** INPUT DATA follows **

#[cfg(test)]
mod tests {
    use std::sync::Arc;
    use std::sync::atomic::{AtomicU32, Ordering};

    use canonical_error::CanonicalErrorCode;

    use super::*;
    use crate::clock::ManualClock;
    use crate::config::CisConfig;
    use crate::gn3::{self, S5KGN3};
    use crate::register_bus::BusKind;
    use crate::sim_bus::{BusTransaction, FrameCounterBehavior, SimSensorBus};

    fn make_cis(bus: SimSensorBus, config: CisConfig) -> (Cis<SimSensorBus, ManualClock>, ManualClock) {
        let clock = ManualClock::new();
        let mut cis = Cis::new(bus, clock.clone(), &S5KGN3, config);
        cis.init().unwrap();
        cis.mode_change(gn3::MODE_4080X3060_30FPS).unwrap();
        (cis, clock)
    }

    struct CountingPower {
        cycles: Arc<AtomicU32>,
    }

    impl PowerSequence for CountingPower {
        fn power_off(&mut self) -> Result<(), CanonicalError> {
            Ok(())
        }
        fn power_on(&mut self) -> Result<(), CanonicalError> {
            self.cycles.fetch_add(1, Ordering::SeqCst);
            Ok(())
        }
    }

    #[test]
    fn test_stream_on_off_states() {
        let (mut cis, _) = make_cis(SimSensorBus::for_sensor(&gn3::DESCRIPTOR),
                                    CisConfig::default());
        assert_eq!(cis.data.stream_state, StreamState::Init);
        cis.stream_on().unwrap();
        assert!(cis.data.stream_on);
        assert!(cis.bus.lock().unwrap().is_streaming());
        cis.wait_streamon().unwrap();
        assert_eq!(cis.data.stream_state, StreamState::Streaming);
        cis.stream_off().unwrap();
        assert_eq!(cis.data.stream_state, StreamState::Stopping);
        cis.wait_streamoff().unwrap();
        assert_eq!(cis.data.stream_state, StreamState::Stopped);
        assert!(!cis.data.stream_on);
    }

    #[test]
    fn test_wait_streamon_polls_until_counter_moves() {
        let mut bus = SimSensorBus::for_sensor(&gn3::DESCRIPTOR);
        bus.set_startup_reads(7);
        let (mut cis, clock) = make_cis(bus, CisConfig::default());
        cis.stream_on().unwrap();
        cis.wait_streamon().unwrap();
        assert_eq!(cis.bus.lock().unwrap().reads_of(0x0005), 8);
        assert_eq!(clock.sleep_count(), 7);
    }

    #[test]
    fn test_wait_streamon_timeout() {
        let mut bus = SimSensorBus::for_sensor(&gn3::DESCRIPTOR);
        bus.set_frame_counter(FrameCounterBehavior::StuckOff);
        let (mut cis, _) = make_cis(bus, CisConfig::default());
        cis.stream_on().unwrap();
        cis.bus.lock().unwrap().clear_transactions();
        let err = cis.wait_streamon().unwrap_err();
        assert_eq!(err.code, CanonicalErrorCode::DeadlineExceeded);
        assert!(cis.data.stream_on);
        let bus = cis.bus.lock().unwrap();
        assert_eq!(bus.last_write16(0x0100), Some(0x0003));
        // 250 stream-on polls, then the forced stream off is confirmed.
        let log = bus.transactions();
        let off = log.iter().position(|t| *t == BusTransaction::Write16(0x0100, 0x0003))
            .unwrap();
        let polls = |ts: &[BusTransaction]| {
            ts.iter().filter(|t| **t == BusTransaction::Read8(0x0005)).count()
        };
        assert_eq!(polls(&log[..off]), 250);
        assert_eq!(polls(&log[off..]), 1);
        assert_eq!(cis.data.stream_state, StreamState::Stopped);
    }

    #[test]
    fn test_long_frames_extend_poll_budget() {
        let mut bus = SimSensorBus::for_sensor(&gn3::DESCRIPTOR);
        bus.set_frame_counter(FrameCounterBehavior::StuckOff);
        let config = CisConfig{stream_on_timeout_cnt: 10, ..Default::default()};
        let (mut cis, _) = make_cis(bus, config);
        cis.set_frame_duration(200_000).unwrap();
        cis.stream_on().unwrap();
        assert!(cis.wait_streamon().is_err());
        // 60 stream-on polls plus the stream-off confirmation.
        assert_eq!(cis.bus.lock().unwrap().reads_of(0x0005), 61);
    }

    #[test]
    fn test_bus_failures_power_cycle() {
        let bus = SimSensorBus::for_sensor(&gn3::DESCRIPTOR).with_kind(BusKind::I3c);
        let cycles = Arc::new(AtomicU32::new(0));
        let clock = ManualClock::new();
        let mut cis = Cis::new(bus, clock, &S5KGN3, CisConfig::default().with_retention())
            .with_power_sequence(Box::new(CountingPower{cycles: cycles.clone()}));
        cis.init().unwrap();
        cis.retention = RetentionState::Activated;
        cis.stream_on().unwrap();
        cis.bus.lock().unwrap().fail_reads_of(0x0005);
        let err = cis.wait_streamon().unwrap_err();
        assert_eq!(err.code, CanonicalErrorCode::Unavailable);
        assert_eq!(cis.bus.lock().unwrap().reads_of(0x0005), 3);
        assert_eq!(cycles.load(Ordering::SeqCst), 1);
        assert!(cis.needs_recovery());
        assert_eq!(cis.retention_state(), RetentionState::Inactive);
    }

    #[test]
    fn test_wait_streamoff_timeout_and_failures() {
        let mut bus = SimSensorBus::for_sensor(&gn3::DESCRIPTOR);
        bus.set_frame_counter(FrameCounterBehavior::StuckOn);
        let (mut cis, _) = make_cis(bus, CisConfig::default());
        cis.stream_off().unwrap();
        let err = cis.wait_streamoff().unwrap_err();
        assert_eq!(err.code, CanonicalErrorCode::DeadlineExceeded);

        cis.bus.lock().unwrap().fail_reads_of(0x0005);
        let err = cis.wait_streamoff().unwrap_err();
        assert_eq!(err.code, CanonicalErrorCode::Unavailable);
    }

    #[test]
    fn test_group_param_hold_skip_conditions() {
        let (mut cis, _) = make_cis(SimSensorBus::for_sensor(&gn3::DESCRIPTOR),
                                    CisConfig::default());
        // Not streaming yet.
        assert!(!cis.group_param_hold(true).unwrap());
        cis.stream_on().unwrap();
        assert!(cis.group_param_hold(true).unwrap());
        assert!(!cis.group_param_hold(true).unwrap());
        assert_eq!(cis.bus.lock().unwrap().peek8(0x0104), 1);
        assert!(cis.group_param_hold(false).unwrap());

        cis.set_test_pattern(TestPatternMode::ColorBars).unwrap();
        assert!(!cis.group_param_hold(true).unwrap());
    }

    #[test]
    fn test_stream_off_releases_hold() {
        let (mut cis, _) = make_cis(SimSensorBus::for_sensor(&gn3::DESCRIPTOR),
                                    CisConfig::default());
        cis.stream_on().unwrap();
        cis.group_param_hold(true).unwrap();
        cis.stream_off().unwrap();
        assert!(!cis.data.group_param_hold);
        assert!(cis.bus.lock().unwrap().transactions()
                .contains(&BusTransaction::Write8(0x0104, 0)));
    }

    #[test]
    fn test_recover_stream_on_replays_parameters() {
        let (mut cis, _) = make_cis(SimSensorBus::for_sensor(&gn3::DESCRIPTOR),
                                    CisConfig::default());
        cis.set_frame_duration(50_000).unwrap();
        cis.set_analog_gain(&crate::abstract_cis::AeParam::uniform(4000)).unwrap();
        cis.set_exposure_time(&crate::abstract_cis::AeParam::uniform(10_000)).unwrap();
        cis.need_recovery = true;
        let handle = cis.bus_handle();
        handle.lock().unwrap().poke16(0x0340, 0);
        handle.lock().unwrap().poke16(0x0204, 0);
        cis.recover_stream_on().unwrap();
        assert!(!cis.needs_recovery());
        assert!(cis.data.stream_on);
        let bus = handle.lock().unwrap();
        assert_eq!(bus.peek16(0x0340), 10000);
        assert_eq!(bus.peek16(0x0204), 128);
        assert!(bus.peek16(0x0202) > 0);
    }

    #[test]
    fn test_wait_seamless_update_delay() {
        let (mut cis, clock) = make_cis(SimSensorBus::for_sensor(&gn3::DESCRIPTOR),
                                        CisConfig::default());
        let before = clock.now_us();
        cis.seamless_delay_count = 3;
        cis.wait_seamless_update_delay();
        assert_eq!(clock.now_us() - before, 300_000);
        assert_eq!(cis.seamless_delay_count(), 0);
        cis.wait_seamless_update_delay();
        assert_eq!(clock.now_us() - before, 300_000);
    }
}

** End of INPUT DATA **

▸ ACTION ITEM
Read through the entries and copy every line that includes "CountingPower".

▸ SOLUTION TO THIS EXERCISE
    struct CountingPower {
    impl PowerSequence for CountingPower {
            .with_power_sequence(Box::new(CountingPower{cycles: cycles.clone()}));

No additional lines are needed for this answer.